Hat tip: Toby Wertheim
This is an unjust retraction. How can a political position in the past be relevant to the contents of a technical paper. This is an example of unacceptable ethnophobia.
This retraction one is really unprofessional and baseless and politically motivated. In the article, the authors had identified their affiliations as faculty member of a university, so “Mr. Ahmadinejad’s affiliation with the government of Iran was not identified” is incorrect and has no merit. Such issues as authors addresses are fixed during peer-review process and proofreading. It is expected the ITE Journal finds some problems in data, figures and other things in the article for retraction. Hopefully we hear from Michelle Birdsall about this strange retraction decision.
politics>science, facts, reality etc
It would be interesting to know if (former) government officials of Iran are on some kind of US embargo list, and whether being on such a list precludes US-based entities from offering them certain services, such as publishing scientific articles (whether for a publication fee or without) where they happen to be co-authors.

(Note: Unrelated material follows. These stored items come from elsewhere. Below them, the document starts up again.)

//! Per-agent connection state.

use serde::{Deserialize, Serialize};

/// Lifecycle state of one agent's connection to the remote service.
///
/// Exactly one value is live per agent; the supervisor owns it. Session
/// termination always loops back to `Connecting` after the restart delay,
/// so only an explicit stop reaches `Terminating`.
#[derive(Debug, Clone, Copy, Serialize, Deserialize, PartialEq, Eq, Default)]
#[serde(rename_all = "snake_case")]
pub enum ConnectionState {
    /// No session and no restart pending.
    #[default]
    Disconnected,
    /// A session has been requested and is being established.
    Connecting,
    /// First login pass in progress.
    AuthenticatingStep1,
    /// Second login pass in progress.
    AuthenticatingStep2,
    /// Both login passes completed; the agent has joined.
    Ready,
    /// Explicitly stopped; no restart will follow.
    Terminating,
}

impl ConnectionState {
    /// Stable lowercase name, used in log fields.
    #[must_use]
    pub fn as_str(self) -> &'static str {
        match self {
            Self::Disconnected => "disconnected",
            Self::Connecting => "connecting",
            Self::AuthenticatingStep1 => "authenticating_step1",
            Self::AuthenticatingStep2 => "authenticating_step2",
            Self::Ready => "ready",
            Self::Terminating => "terminating",
        }
    }

    /// State reported while login pass number `pass` (1-based) runs.
    #[must_use]
    pub fn authenticating(pass: u32) -> Self {
        if pass <= 1 {
            Self::AuthenticatingStep1
        } else {
            Self::AuthenticatingStep2
        }
    }
}
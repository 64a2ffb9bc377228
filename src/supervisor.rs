//! Per-agent connection supervisor.
//!
//! One [`ConnectionSupervisor`] owns one agent's session lifecycle: it
//! opens sessions through the [`SessionConnector`], runs the login
//! handshake, routes operator commands, and restarts the session after
//! every termination. All of its state is private to a single actor task;
//! the cloneable [`SupervisorHandle`] talks to it over an mpsc inbox, so
//! handlers for one agent never run concurrently.
//!
//! Termination of any kind (kick, error, end) ends the session, detaches
//! its event stream and schedules a reconnect after the delay chosen by
//! the [`RestartPolicy`]. Only [`SupervisorHandle::stop`] (or dropping
//! every handle) ends the loop; a pending restart is cancelled by it.

use std::fmt::Debug;
use std::future::pending;
use std::pin::Pin;
use std::sync::Arc;
use std::time::Duration;

use tokio::sync::{mpsc, oneshot};
use tokio::task::{JoinError, JoinHandle};
use tokio::time::Sleep;
use tracing::{debug, info, info_span, warn, Instrument};

use crate::config::GlobalConfig;
use crate::control::{ServerEvent, SubscriberSet};
use crate::login::{LoginProgress, LoginSequencer, LoginSettings};
use crate::models::telemetry;
use crate::models::{
    AgentIdentity, BehaviorFlags, BlockGoal, ConnectionState, SessionError, TerminationCause,
};
use crate::session::{SessionConnector, SessionEvent, SessionHandle};
use crate::{AppError, Result};

/// Capacity of the supervisor command inbox.
const INBOX_CAPACITY: usize = 64;

/// Chooses how long to wait before reconnecting after a termination.
///
/// This is the hook for differentiated backoff per [`ErrorClass`](crate::models::ErrorClass).
pub trait RestartPolicy: Send + Sync + Debug {
    /// Delay before the next connect attempt.
    fn delay_for(&self, cause: &TerminationCause) -> Duration;
}

/// Same delay regardless of cause.
#[derive(Debug, Clone, Copy, PartialEq, Eq)]
pub struct ConstantDelay(pub Duration);

impl RestartPolicy for ConstantDelay {
    fn delay_for(&self, _cause: &TerminationCause) -> Duration {
        self.0
    }
}

/// Static settings of one supervisor.
#[derive(Debug, Clone)]
pub struct SupervisorSettings {
    /// Login handshake tunables.
    pub login: Arc<LoginSettings>,
    /// Service name shown in the "joined" line.
    pub service_name: String,
    /// Reconnect delay policy.
    pub restart_policy: Arc<dyn RestartPolicy>,
}

impl SupervisorSettings {
    /// Build settings for `identity` from the global configuration.
    #[must_use]
    pub fn from_config(identity: &AgentIdentity, config: &GlobalConfig) -> Self {
        Self {
            login: Arc::new(LoginSettings::new(identity, &config.remote, &config.timing)),
            service_name: config.remote.display_name.clone(),
            restart_policy: Arc::new(ConstantDelay(config.timing.restart_delay())),
        }
    }
}

/// Command routed to the active session.
#[derive(Debug, Clone, PartialEq, Eq)]
pub enum AgentCommand {
    /// Send a chat line.
    Chat(String),
    /// Hand a goal to the navigation capability.
    Navigate(BlockGoal),
    /// Run the feed-now routine.
    Feed,
}

impl AgentCommand {
    /// Operator-facing command name.
    #[must_use]
    pub fn name(&self) -> &'static str {
        match self {
            Self::Chat(_) => "chat",
            Self::Navigate(_) => "goto",
            Self::Feed => "eat",
        }
    }
}

/// What a `start` request did.
#[derive(Debug, Clone, Copy, PartialEq, Eq)]
pub enum StartOutcome {
    /// A new session was requested.
    Started,
    /// A session was already active; nothing changed.
    AlreadyActive,
}

enum SupervisorCommand {
    Start(BehaviorFlags, oneshot::Sender<StartOutcome>),
    Stop(oneshot::Sender<()>),
    Dispatch(AgentCommand, oneshot::Sender<Result<()>>),
    State(oneshot::Sender<ConnectionState>),
}

/// Cloneable handle to a running supervisor.
#[derive(Debug, Clone)]
pub struct SupervisorHandle {
    name: Arc<str>,
    tx: mpsc::Sender<SupervisorCommand>,
}

impl Debug for SupervisorCommand {
    fn fmt(&self, f: &mut std::fmt::Formatter<'_>) -> std::fmt::Result {
        match self {
            Self::Start(flags, _) => f.debug_tuple("Start").field(flags).finish(),
            Self::Stop(_) => f.write_str("Stop"),
            Self::Dispatch(cmd, _) => f.debug_tuple("Dispatch").field(cmd).finish(),
            Self::State(_) => f.write_str("State"),
        }
    }
}

impl SupervisorHandle {
    /// Name of the supervised agent.
    #[must_use]
    pub fn name(&self) -> &str {
        &self.name
    }

    async fn request<T>(
        &self,
        make: impl FnOnce(oneshot::Sender<T>) -> SupervisorCommand,
    ) -> Result<T> {
        let (reply_tx, reply_rx) = oneshot::channel();
        self.tx
            .send(make(reply_tx))
            .await
            .map_err(|_| AppError::Control(format!("supervisor for {} has stopped", self.name)))?;
        reply_rx
            .await
            .map_err(|_| AppError::Control(format!("supervisor for {} dropped reply", self.name)))
    }

    /// Start a session with `flags` unless one is already active.
    ///
    /// # Errors
    ///
    /// Returns `AppError::Control` if the supervisor task has exited.
    pub async fn start(&self, flags: BehaviorFlags) -> Result<StartOutcome> {
        self.request(|reply| SupervisorCommand::Start(flags, reply))
            .await
    }

    /// Tear down the session and cancel any pending restart.
    ///
    /// # Errors
    ///
    /// Returns `AppError::Control` if the supervisor task has exited.
    pub async fn stop(&self) -> Result<()> {
        self.request(SupervisorCommand::Stop).await
    }

    /// Route `command` to the active session.
    ///
    /// The outer error reports a dead supervisor; the inner one is the
    /// command's own outcome, e.g. `AppError::NoSession`.
    ///
    /// # Errors
    ///
    /// Returns `AppError::Control` if the supervisor task has exited.
    pub async fn dispatch(&self, command: AgentCommand) -> Result<Result<()>> {
        self.request(|reply| SupervisorCommand::Dispatch(command, reply))
            .await
    }

    /// Current connection state.
    ///
    /// # Errors
    ///
    /// Returns `AppError::Control` if the supervisor task has exited.
    pub async fn state(&self) -> Result<ConnectionState> {
        self.request(SupervisorCommand::State).await
    }
}

type LoginTask = JoinHandle<(LoginSequencer, LoginProgress)>;

/// Actor owning one agent's session lifecycle.
pub struct ConnectionSupervisor {
    identity: Arc<AgentIdentity>,
    connector: Arc<dyn SessionConnector>,
    telemetry: Arc<SubscriberSet>,
    settings: SupervisorSettings,
    state: ConnectionState,
    flags: Option<BehaviorFlags>,
    ready: bool,
    session: Option<Arc<dyn SessionHandle>>,
    events: Option<mpsc::Receiver<SessionEvent>>,
    sequencer: Option<LoginSequencer>,
    login_task: Option<LoginTask>,
    queued_passes: u32,
    restart: Option<Pin<Box<Sleep>>>,
}
//! Post-connect login handshake.
//!
//! The remote service silently discards the first login attempt in some
//! session states, so a session is only trusted after a fixed number of
//! complete passes (at least two). Each pass submits the credential,
//! holds the presence signal for the settle window and releases it. The
//! final pass additionally equips the deferred behavior configuration and
//! holds presence for the shorter ready window.

use std::sync::Arc;

use tracing::{debug, info, warn};

use crate::config::{RemoteConfig, TimingConfig};
use crate::models::{AgentIdentity, BehaviorFlags};
use crate::session::SessionHandle;
use crate::AppError;

/// Fewest complete passes before a session is trusted.
pub const MIN_LOGIN_PASSES: u32 = 2;

/// Tunables of the login handshake.
#[derive(Debug, Clone, PartialEq, Eq)]
pub struct LoginSettings {
    /// Login command with the secret already substituted.
    pub login_command: String,
    /// Settle window of every pass, in ticks.
    pub settle_ticks: u32,
    /// Settle window before ready, in ticks.
    pub ready_settle_ticks: u32,
    /// Passes required before the session is trusted; never fewer than
    /// [`MIN_LOGIN_PASSES`].
    pub passes: u32,
}

impl LoginSettings {
    /// Build settings for `identity` from the configuration sections.
    #[must_use]
    pub fn new(identity: &AgentIdentity, remote: &RemoteConfig, timing: &TimingConfig) -> Self {
        Self {
            login_command: remote.login_command_for(&identity.secret),
            settle_ticks: timing.settle_ticks,
            ready_settle_ticks: timing.ready_settle_ticks,
            passes: timing.login_passes.max(MIN_LOGIN_PASSES),
        }
    }
}

/// Result of one login pass.
#[derive(Debug, Clone, PartialEq, Eq)]
pub enum LoginProgress {
    /// Pass `pass` finished; more passes are required.
    WarmingUp {
        /// 1-based number of the completed pass.
        pass: u32,
    },
    /// All passes completed; the agent has joined.
    Ready,
    /// The session failed mid-pass.
    Failed(AppError),
}

/// Drives the login handshake of one session instance.
///
/// A fresh sequencer is created for every session, so the pass counter
/// starts from zero after each reconnect and resets again once ready.
#[derive(Debug, Clone)]
pub struct LoginSequencer {
    agent: String,
    settings: Arc<LoginSettings>,
    flags: BehaviorFlags,
    completed: u32,
}

impl LoginSequencer {
    /// Create a sequencer for one session of `agent`.
    #[must_use]
    pub fn new(agent: impl Into<String>, settings: Arc<LoginSettings>, flags: BehaviorFlags) -> Self {
        Self {
            agent: agent.into(),
            settings,
            flags,
            completed: 0,
        }
    }

    /// Passes completed since the session started or last became ready.
    #[must_use]
    pub fn completed_passes(&self) -> u32 {
        self.completed
    }

    /// Number of the pass the next [`run_pass`](Self::run_pass) executes.
    #[must_use]
    pub fn next_pass(&self) -> u32 {
        self.completed + 1
    }

    /// Run one pass in response to a connect confirmation.
    ///
    /// Credential submission is best-effort: the remote service decides
    /// whether the login worked. Presence, wait and equip failures mean
    /// the session is gone and yield [`LoginProgress::Failed`].
    pub async fn run_pass(&mut self, session: &dyn SessionHandle) -> LoginProgress {
        let pass = self.next_pass();
        debug!(agent = %self.agent, pass, "login pass started");

        if let Err(err) = session.send_chat(&self.settings.login_command).await {
            warn!(agent = %self.agent, pass, %err, "credential submission failed");
        }

        if let Err(err) = hold_presence(session, self.settings.settle_ticks).await {
            return LoginProgress::Failed(err);
        }

        self.completed += 1;
        if self.completed < self.settings.passes.max(MIN_LOGIN_PASSES) {
            info!(agent = %self.agent, pass, "login pass complete, awaiting next connect");
            return LoginProgress::WarmingUp { pass };
        }

        if let Err(err) = session.equip_behaviors(&self.flags).await {
            return LoginProgress::Failed(err);
        }
        if let Err(err) = hold_presence(session, self.settings.ready_settle_ticks).await {
            return LoginProgress::Failed(err);
        }

        self.completed = 0;
        info!(agent = %self.agent, "login complete");
        LoginProgress::Ready
    }
}

async fn hold_presence(session: &dyn SessionHandle, ticks: u32) -> Result<(), AppError> {
    session.set_presence(true).await?;
    session.wait_ticks(ticks).await?;
    session.set_presence(false).await
}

It is unjust !! What does his function has to do with the article ?
Perhaps the authors assumed that their co-author’s position was comon knowledge, nonrelevant and too famous to be declared? After all, it’s the evidence and the content that matter not an irrelevant COI, if at all, given that the article is in engineering not in politics. Any insight from the authors?
If American scientific journals can’t be politically neutral, how do you expect their so-called news media to be so?